- Exercise instructions -
Each record below needs to be set down again exactly.

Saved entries
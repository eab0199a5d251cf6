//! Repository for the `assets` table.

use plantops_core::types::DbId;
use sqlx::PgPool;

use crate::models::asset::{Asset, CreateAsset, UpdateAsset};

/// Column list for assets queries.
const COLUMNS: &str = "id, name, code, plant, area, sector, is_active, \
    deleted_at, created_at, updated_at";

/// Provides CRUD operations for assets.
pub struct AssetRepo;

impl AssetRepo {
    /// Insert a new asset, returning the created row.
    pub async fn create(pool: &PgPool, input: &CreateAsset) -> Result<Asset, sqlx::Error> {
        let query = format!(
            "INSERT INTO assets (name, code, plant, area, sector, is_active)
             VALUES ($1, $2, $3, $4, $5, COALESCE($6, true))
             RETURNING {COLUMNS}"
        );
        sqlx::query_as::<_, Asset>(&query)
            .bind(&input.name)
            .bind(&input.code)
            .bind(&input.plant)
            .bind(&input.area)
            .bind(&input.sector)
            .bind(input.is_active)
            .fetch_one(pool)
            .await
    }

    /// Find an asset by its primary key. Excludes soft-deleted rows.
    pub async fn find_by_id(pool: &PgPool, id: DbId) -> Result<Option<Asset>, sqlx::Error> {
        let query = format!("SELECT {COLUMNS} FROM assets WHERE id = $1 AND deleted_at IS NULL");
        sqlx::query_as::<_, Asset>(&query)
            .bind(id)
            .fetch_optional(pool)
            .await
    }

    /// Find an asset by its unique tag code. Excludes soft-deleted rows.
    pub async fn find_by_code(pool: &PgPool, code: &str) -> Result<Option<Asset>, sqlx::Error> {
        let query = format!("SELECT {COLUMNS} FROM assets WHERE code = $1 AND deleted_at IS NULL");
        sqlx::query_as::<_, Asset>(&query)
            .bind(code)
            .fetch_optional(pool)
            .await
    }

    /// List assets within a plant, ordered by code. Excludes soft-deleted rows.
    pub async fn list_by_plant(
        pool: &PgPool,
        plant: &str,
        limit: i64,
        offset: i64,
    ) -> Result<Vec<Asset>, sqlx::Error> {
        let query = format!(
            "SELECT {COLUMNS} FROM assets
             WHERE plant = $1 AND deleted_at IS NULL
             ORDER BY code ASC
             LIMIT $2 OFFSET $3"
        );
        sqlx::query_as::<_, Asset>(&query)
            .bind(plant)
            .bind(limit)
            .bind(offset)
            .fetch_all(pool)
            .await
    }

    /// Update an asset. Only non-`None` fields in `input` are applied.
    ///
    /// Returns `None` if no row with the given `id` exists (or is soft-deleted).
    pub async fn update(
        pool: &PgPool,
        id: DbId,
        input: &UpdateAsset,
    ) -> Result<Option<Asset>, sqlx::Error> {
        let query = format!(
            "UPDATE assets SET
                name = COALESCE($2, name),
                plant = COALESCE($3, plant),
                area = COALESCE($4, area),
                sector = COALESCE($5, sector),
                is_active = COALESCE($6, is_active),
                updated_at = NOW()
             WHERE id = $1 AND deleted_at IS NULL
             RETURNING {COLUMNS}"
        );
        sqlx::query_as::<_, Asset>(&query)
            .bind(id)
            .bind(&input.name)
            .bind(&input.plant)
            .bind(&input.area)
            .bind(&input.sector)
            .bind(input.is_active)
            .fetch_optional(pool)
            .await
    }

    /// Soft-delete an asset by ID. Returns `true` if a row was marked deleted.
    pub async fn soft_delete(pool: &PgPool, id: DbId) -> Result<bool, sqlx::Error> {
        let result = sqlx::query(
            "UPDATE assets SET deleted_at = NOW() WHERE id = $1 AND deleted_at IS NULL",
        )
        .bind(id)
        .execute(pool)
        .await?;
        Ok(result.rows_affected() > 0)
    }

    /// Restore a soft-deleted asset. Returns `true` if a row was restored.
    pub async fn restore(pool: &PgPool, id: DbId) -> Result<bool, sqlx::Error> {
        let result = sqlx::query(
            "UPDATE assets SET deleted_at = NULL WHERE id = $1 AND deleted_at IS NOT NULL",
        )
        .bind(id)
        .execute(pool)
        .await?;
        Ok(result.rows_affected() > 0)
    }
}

- Response -
repository eab0199a5d251cf6
//! Repository for the `assets` table.

use plantops_core::types::DbId;
use sqlx::PgPool;

use crate::models::asset::{Asset, CreateAsset, UpdateAsset};

/// Column list for assets queries.
const COLUMNS: &str = "id, name, code, plant, area, sector, is_active, \
    deleted_at, created_at, updated_at";

/// Provides CRUD operations for assets.
pub struct AssetRepo;

impl AssetRepo {
    /// Insert a new asset, returning the created row.
    pub async fn create(pool: &PgPool, input: &CreateAsset) -> Result<Asset, sqlx::Error> {
        let query = format!(
            "INSERT INTO assets (name, code, plant, area, sector, is_active)
             VALUES ($1, $2, $3, $4, $5, COALESCE($6, true))
             RETURNING {COLUMNS}"
        );
        sqlx::query_as::<_, Asset>(&query)
            .bind(&input.name)
            .bind(&input.code)
            .bind(&input.plant)
            .bind(&input.area)
            .bind(&input.sector)
            .bind(input.is_active)
            .fetch_one(pool)
            .await
    }

    /// Find an asset by its primary key. Excludes soft-deleted rows.
    pub async fn find_by_id(pool: &PgPool, id: DbId) -> Result<Option<Asset>, sqlx::Error> {
        let query = format!("SELECT {COLUMNS} FROM assets WHERE id = $1 AND deleted_at IS NULL");
        sqlx::query_as::<_, Asset>(&query)
            .bind(id)
            .fetch_optional(pool)
            .await
    }

    /// Find an asset by its unique tag code. Excludes soft-deleted rows.
    pub async fn find_by_code(pool: &PgPool, code: &str) -> Result<Option<Asset>, sqlx::Error> {
        let query = format!("SELECT {COLUMNS} FROM assets WHERE code = $1 AND deleted_at IS NULL");
        sqlx::query_as::<_, Asset>(&query)
            .bind(code)
            .fetch_optional(pool)
            .await
    }

    /// List assets within a plant, ordered by code. Excludes soft-deleted rows.
    pub async fn list_by_plant(
        pool: &PgPool,
        plant: &str,
        limit: i64,
        offset: i64,
    ) -> Result<Vec<Asset>, sqlx::Error> {
        let query = format!(
            "SELECT {COLUMNS} FROM assets
             WHERE plant = $1 AND deleted_at IS NULL
             ORDER BY code ASC
             LIMIT $2 OFFSET $3"
        );
        sqlx::query_as::<_, Asset>(&query)
            .bind(plant)
            .bind(limit)
            .bind(offset)
            .fetch_all(pool)
            .await
    }

    /// Update an asset. Only non-`None` fields in `input` are applied.
    ///
    /// Returns `None` if no row with the given `id` exists (or is soft-deleted).
    pub async fn update(
        pool: &PgPool,
        id: DbId,
        input: &UpdateAsset,
    ) -> Result<Option<Asset>, sqlx::Error> {
        let query = format!(
            "UPDATE assets SET
                name = COALESCE($2, name),
                plant = COALESCE($3, plant),
                area = COALESCE($4, area),
                sector = COALESCE($5, sector),
                is_active = COALESCE($6, is_active),
                updated_at = NOW()
             WHERE id = $1 AND deleted_at IS NULL
             RETURNING {COLUMNS}"
        );
        sqlx::query_as::<_, Asset>(&query)
            .bind(id)
            .bind(&input.name)
            .bind(&input.plant)
            .bind(&input.area)
            .bind(&input.sector)
            .bind(input.is_active)
            .fetch_optional(pool)
            .await
    }

    /// Soft-delete an asset by ID. Returns `true` if a row was marked deleted.
    pub async fn soft_delete(pool: &PgPool, id: DbId) -> Result<bool, sqlx::Error> {
        let result = sqlx::query(
            "UPDATE assets SET deleted_at = NOW() WHERE id = $1 AND deleted_at IS NULL",
        )
        .bind(id)
        .execute(pool)
        .await?;
        Ok(result.rows_affected() > 0)
    }

    /// Restore a soft-deleted asset. Returns `true` if a row was restored.
    pub async fn restore(pool: &PgPool, id: DbId) -> Result<bool, sqlx::Error> {
        let result = sqlx::query(
            "UPDATE assets SET deleted_at = NULL WHERE id = $1 AND deleted_at IS NOT NULL",
        )
        .bind(id)
        .execute(pool)
        .await?;
        Ok(result.rows_affected() > 0)
    }
}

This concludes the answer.